Start of Block
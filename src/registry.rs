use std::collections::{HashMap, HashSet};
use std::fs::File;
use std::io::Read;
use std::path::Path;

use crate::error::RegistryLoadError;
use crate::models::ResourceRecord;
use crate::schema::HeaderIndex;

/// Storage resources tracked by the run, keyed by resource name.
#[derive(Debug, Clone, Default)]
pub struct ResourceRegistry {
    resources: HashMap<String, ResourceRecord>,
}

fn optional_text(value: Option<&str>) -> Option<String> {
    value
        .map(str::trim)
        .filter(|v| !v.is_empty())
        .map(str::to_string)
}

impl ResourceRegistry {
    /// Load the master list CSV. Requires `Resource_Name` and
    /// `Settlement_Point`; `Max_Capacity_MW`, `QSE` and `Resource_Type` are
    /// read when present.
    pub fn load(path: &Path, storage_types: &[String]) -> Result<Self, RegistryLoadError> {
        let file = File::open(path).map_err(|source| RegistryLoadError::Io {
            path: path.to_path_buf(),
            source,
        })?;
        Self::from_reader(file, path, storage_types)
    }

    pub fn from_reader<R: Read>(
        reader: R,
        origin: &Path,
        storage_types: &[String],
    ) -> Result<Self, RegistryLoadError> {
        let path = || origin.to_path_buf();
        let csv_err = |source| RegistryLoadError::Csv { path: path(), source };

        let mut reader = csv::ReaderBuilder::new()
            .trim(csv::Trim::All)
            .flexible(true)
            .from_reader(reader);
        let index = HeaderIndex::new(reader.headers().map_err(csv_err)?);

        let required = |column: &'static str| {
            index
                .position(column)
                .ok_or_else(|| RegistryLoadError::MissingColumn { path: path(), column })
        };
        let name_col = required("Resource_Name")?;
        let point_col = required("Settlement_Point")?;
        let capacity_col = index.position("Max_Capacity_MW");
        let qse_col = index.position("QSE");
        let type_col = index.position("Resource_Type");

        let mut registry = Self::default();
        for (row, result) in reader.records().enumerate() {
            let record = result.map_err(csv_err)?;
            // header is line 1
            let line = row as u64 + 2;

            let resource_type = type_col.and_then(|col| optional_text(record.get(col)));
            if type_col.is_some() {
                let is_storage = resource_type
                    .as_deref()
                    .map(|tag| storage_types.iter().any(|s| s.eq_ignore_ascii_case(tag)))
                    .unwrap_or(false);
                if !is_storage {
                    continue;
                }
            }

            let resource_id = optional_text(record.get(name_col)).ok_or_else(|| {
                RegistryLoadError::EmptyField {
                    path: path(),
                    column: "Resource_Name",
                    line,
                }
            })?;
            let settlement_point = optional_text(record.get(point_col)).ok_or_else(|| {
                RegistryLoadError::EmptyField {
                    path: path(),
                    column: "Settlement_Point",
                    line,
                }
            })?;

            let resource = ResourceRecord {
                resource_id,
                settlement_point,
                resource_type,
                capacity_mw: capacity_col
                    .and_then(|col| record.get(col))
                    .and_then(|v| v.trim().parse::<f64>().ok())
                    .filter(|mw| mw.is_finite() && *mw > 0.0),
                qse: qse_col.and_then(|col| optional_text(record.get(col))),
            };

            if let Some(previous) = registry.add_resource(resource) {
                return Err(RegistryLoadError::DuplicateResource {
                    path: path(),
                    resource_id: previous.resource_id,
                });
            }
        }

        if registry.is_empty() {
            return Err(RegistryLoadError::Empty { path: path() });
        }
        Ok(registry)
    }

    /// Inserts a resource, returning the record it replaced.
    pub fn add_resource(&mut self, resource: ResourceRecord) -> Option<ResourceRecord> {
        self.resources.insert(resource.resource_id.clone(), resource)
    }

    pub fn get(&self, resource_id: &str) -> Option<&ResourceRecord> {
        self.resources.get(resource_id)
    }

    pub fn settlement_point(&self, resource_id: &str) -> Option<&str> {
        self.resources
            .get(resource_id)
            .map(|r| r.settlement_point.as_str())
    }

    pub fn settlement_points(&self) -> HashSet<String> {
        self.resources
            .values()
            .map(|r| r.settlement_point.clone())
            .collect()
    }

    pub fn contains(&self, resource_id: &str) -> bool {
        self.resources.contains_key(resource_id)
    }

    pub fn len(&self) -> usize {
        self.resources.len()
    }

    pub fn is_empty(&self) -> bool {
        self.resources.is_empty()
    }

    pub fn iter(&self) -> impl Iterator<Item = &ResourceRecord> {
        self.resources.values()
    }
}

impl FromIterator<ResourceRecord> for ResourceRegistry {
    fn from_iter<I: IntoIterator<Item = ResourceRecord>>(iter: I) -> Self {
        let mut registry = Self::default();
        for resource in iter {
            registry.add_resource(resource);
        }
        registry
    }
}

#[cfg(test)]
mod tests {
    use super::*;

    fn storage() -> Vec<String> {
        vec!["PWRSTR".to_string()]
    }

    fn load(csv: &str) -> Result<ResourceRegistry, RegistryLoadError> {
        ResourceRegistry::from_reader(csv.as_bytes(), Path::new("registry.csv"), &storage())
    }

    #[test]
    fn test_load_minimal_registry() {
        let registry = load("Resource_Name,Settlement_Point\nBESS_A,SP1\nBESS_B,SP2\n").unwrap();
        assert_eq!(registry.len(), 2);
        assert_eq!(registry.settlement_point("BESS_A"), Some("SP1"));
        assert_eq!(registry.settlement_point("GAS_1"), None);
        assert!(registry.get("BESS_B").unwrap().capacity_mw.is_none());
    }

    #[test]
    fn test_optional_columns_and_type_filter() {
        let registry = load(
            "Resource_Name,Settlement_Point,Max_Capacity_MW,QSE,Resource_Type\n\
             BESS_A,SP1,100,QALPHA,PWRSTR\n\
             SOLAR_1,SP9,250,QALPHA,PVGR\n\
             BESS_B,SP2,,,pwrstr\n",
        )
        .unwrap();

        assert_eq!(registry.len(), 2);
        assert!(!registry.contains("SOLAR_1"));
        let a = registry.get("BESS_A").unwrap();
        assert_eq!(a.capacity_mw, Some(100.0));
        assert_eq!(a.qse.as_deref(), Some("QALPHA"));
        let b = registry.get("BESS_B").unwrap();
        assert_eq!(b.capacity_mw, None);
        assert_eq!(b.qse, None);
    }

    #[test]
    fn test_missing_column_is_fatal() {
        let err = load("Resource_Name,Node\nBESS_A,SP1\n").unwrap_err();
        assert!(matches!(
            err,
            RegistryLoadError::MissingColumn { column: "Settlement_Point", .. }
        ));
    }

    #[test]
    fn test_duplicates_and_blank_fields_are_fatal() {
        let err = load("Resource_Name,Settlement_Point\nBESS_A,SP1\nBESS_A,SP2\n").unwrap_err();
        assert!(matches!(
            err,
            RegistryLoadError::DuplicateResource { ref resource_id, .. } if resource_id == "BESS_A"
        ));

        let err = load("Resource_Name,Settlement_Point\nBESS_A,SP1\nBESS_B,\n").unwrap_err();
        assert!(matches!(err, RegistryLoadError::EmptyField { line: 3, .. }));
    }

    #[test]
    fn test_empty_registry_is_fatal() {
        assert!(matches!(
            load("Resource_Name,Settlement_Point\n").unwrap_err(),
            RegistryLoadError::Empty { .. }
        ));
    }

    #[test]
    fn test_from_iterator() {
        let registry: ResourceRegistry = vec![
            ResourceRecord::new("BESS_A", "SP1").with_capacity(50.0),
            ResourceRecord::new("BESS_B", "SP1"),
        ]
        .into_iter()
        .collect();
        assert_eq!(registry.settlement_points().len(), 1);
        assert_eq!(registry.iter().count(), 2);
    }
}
End of Block
Take the data above and reproduce it exactly.

- [YOUR RESPONSE]
filename src/registry.rs
use std::collections::{HashMap, HashSet};
use std::fs::File;
use std::io::Read;
use std::path::Path;

use crate::error::RegistryLoadError;
use crate::models::ResourceRecord;
use crate::schema::HeaderIndex;

/// Storage resources tracked by the run, keyed by resource name.
#[derive(Debug, Clone, Default)]
pub struct ResourceRegistry {
    resources: HashMap<String, ResourceRecord>,
}

fn optional_text(value: Option<&str>) -> Option<String> {
    value
        .map(str::trim)
        .filter(|v| !v.is_empty())
        .map(str::to_string)
}

impl ResourceRegistry {
    /// Load the master list CSV. Requires `Resource_Name` and
    /// `Settlement_Point`; `Max_Capacity_MW`, `QSE` and `Resource_Type` are
    /// read when present.
    pub fn load(path: &Path, storage_types: &[String]) -> Result<Self, RegistryLoadError> {
        let file = File::open(path).map_err(|source| RegistryLoadError::Io {
            path: path.to_path_buf(),
            source,
        })?;
        Self::from_reader(file, path, storage_types)
    }

    pub fn from_reader<R: Read>(
        reader: R,
        origin: &Path,
        storage_types: &[String],
    ) -> Result<Self, RegistryLoadError> {
        let path = || origin.to_path_buf();
        let csv_err = |source| RegistryLoadError::Csv { path: path(), source };

        let mut reader = csv::ReaderBuilder::new()
            .trim(csv::Trim::All)
            .flexible(true)
            .from_reader(reader);
        let index = HeaderIndex::new(reader.headers().map_err(csv_err)?);

        let required = |column: &'static str| {
            index
                .position(column)
                .ok_or_else(|| RegistryLoadError::MissingColumn { path: path(), column })
        };
        let name_col = required("Resource_Name")?;
        let point_col = required("Settlement_Point")?;
        let capacity_col = index.position("Max_Capacity_MW");
        let qse_col = index.position("QSE");
        let type_col = index.position("Resource_Type");

        let mut registry = Self::default();
        for (row, result) in reader.records().enumerate() {
            let record = result.map_err(csv_err)?;
            // header is line 1
            let line = row as u64 + 2;

            let resource_type = type_col.and_then(|col| optional_text(record.get(col)));
            if type_col.is_some() {
                let is_storage = resource_type
                    .as_deref()
                    .map(|tag| storage_types.iter().any(|s| s.eq_ignore_ascii_case(tag)))
                    .unwrap_or(false);
                if !is_storage {
                    continue;
                }
            }

            let resource_id = optional_text(record.get(name_col)).ok_or_else(|| {
                RegistryLoadError::EmptyField {
                    path: path(),
                    column: "Resource_Name",
                    line,
                }
            })?;
            let settlement_point = optional_text(record.get(point_col)).ok_or_else(|| {
                RegistryLoadError::EmptyField {
                    path: path(),
                    column: "Settlement_Point",
                    line,
                }
            })?;

            let resource = ResourceRecord {
                resource_id,
                settlement_point,
                resource_type,
                capacity_mw: capacity_col
                    .and_then(|col| record.get(col))
                    .and_then(|v| v.trim().parse::<f64>().ok())
                    .filter(|mw| mw.is_finite() && *mw > 0.0),
                qse: qse_col.and_then(|col| optional_text(record.get(col))),
            };

            if let Some(previous) = registry.add_resource(resource) {
                return Err(RegistryLoadError::DuplicateResource {
                    path: path(),
                    resource_id: previous.resource_id,
                });
            }
        }

        if registry.is_empty() {
            return Err(RegistryLoadError::Empty { path: path() });
        }
        Ok(registry)
    }

    /// Inserts a resource, returning the record it replaced.
    pub fn add_resource(&mut self, resource: ResourceRecord) -> Option<ResourceRecord> {
        self.resources.insert(resource.resource_id.clone(), resource)
    }

    pub fn get(&self, resource_id: &str) -> Option<&ResourceRecord> {
        self.resources.get(resource_id)
    }

    pub fn settlement_point(&self, resource_id: &str) -> Option<&str> {
        self.resources
            .get(resource_id)
            .map(|r| r.settlement_point.as_str())
    }

    pub fn settlement_points(&self) -> HashSet<String> {
        self.resources
            .values()
            .map(|r| r.settlement_point.clone())
            .collect()
    }

    pub fn contains(&self, resource_id: &str) -> bool {
        self.resources.contains_key(resource_id)
    }

    pub fn len(&self) -> usize {
        self.resources.len()
    }

    pub fn is_empty(&self) -> bool {
        self.resources.is_empty()
    }

    pub fn iter(&self) -> impl Iterator<Item = &ResourceRecord> {
        self.resources.values()
    }
}

impl FromIterator<ResourceRecord> for ResourceRegistry {
    fn from_iter<I: IntoIterator<Item = ResourceRecord>>(iter: I) -> Self {
        let mut registry = Self::default();
        for resource in iter {
            registry.add_resource(resource);
        }
        registry
    }
}

#[cfg(test)]
mod tests {
    use super::*;

    fn storage() -> Vec<String> {
        vec!["PWRSTR".to_string()]
    }

    fn load(csv: &str) -> Result<ResourceRegistry, RegistryLoadError> {
        ResourceRegistry::from_reader(csv.as_bytes(), Path::new("registry.csv"), &storage())
    }

    #[test]
    fn test_load_minimal_registry() {
        let registry = load("Resource_Name,Settlement_Point\nBESS_A,SP1\nBESS_B,SP2\n").unwrap();
        assert_eq!(registry.len(), 2);
        assert_eq!(registry.settlement_point("BESS_A"), Some("SP1"));
        assert_eq!(registry.settlement_point("GAS_1"), None);
        assert!(registry.get("BESS_B").unwrap().capacity_mw.is_none());
    }

    #[test]
    fn test_optional_columns_and_type_filter() {
        let registry = load(
            "Resource_Name,Settlement_Point,Max_Capacity_MW,QSE,Resource_Type\n\
             BESS_A,SP1,100,QALPHA,PWRSTR\n\
             SOLAR_1,SP9,250,QALPHA,PVGR\n\
             BESS_B,SP2,,,pwrstr\n",
        )
        .unwrap();

        assert_eq!(registry.len(), 2);
        assert!(!registry.contains("SOLAR_1"));
        let a = registry.get("BESS_A").unwrap();
        assert_eq!(a.capacity_mw, Some(100.0));
        assert_eq!(a.qse.as_deref(), Some("QALPHA"));
        let b = registry.get("BESS_B").unwrap();
        assert_eq!(b.capacity_mw, None);
        assert_eq!(b.qse, None);
    }

    #[test]
    fn test_missing_column_is_fatal() {
        let err = load("Resource_Name,Node\nBESS_A,SP1\n").unwrap_err();
        assert!(matches!(
            err,
            RegistryLoadError::MissingColumn { column: "Settlement_Point", .. }
        ));
    }

    #[test]
    fn test_duplicates_and_blank_fields_are_fatal() {
        let err = load("Resource_Name,Settlement_Point\nBESS_A,SP1\nBESS_A,SP2\n").unwrap_err();
        assert!(matches!(
            err,
            RegistryLoadError::DuplicateResource { ref resource_id, .. } if resource_id == "BESS_A"
        ));

        let err = load("Resource_Name,Settlement_Point\nBESS_A,SP1\nBESS_B,\n").unwrap_err();
        assert!(matches!(err, RegistryLoadError::EmptyField { line: 3, .. }));
    }

    #[test]
    fn test_empty_registry_is_fatal() {
        assert!(matches!(
            load("Resource_Name,Settlement_Point\n").unwrap_err(),
            RegistryLoadError::Empty { .. }
        ));
    }

    #[test]
    fn test_from_iterator() {
        let registry: ResourceRegistry = vec![
            ResourceRecord::new("BESS_A", "SP1").with_capacity(50.0),
            ResourceRecord::new("BESS_B", "SP1"),
        ]
        .into_iter()
        .collect();
        assert_eq!(registry.settlement_points().len(), 1);
        assert_eq!(registry.iter().count(), 2);
    }
}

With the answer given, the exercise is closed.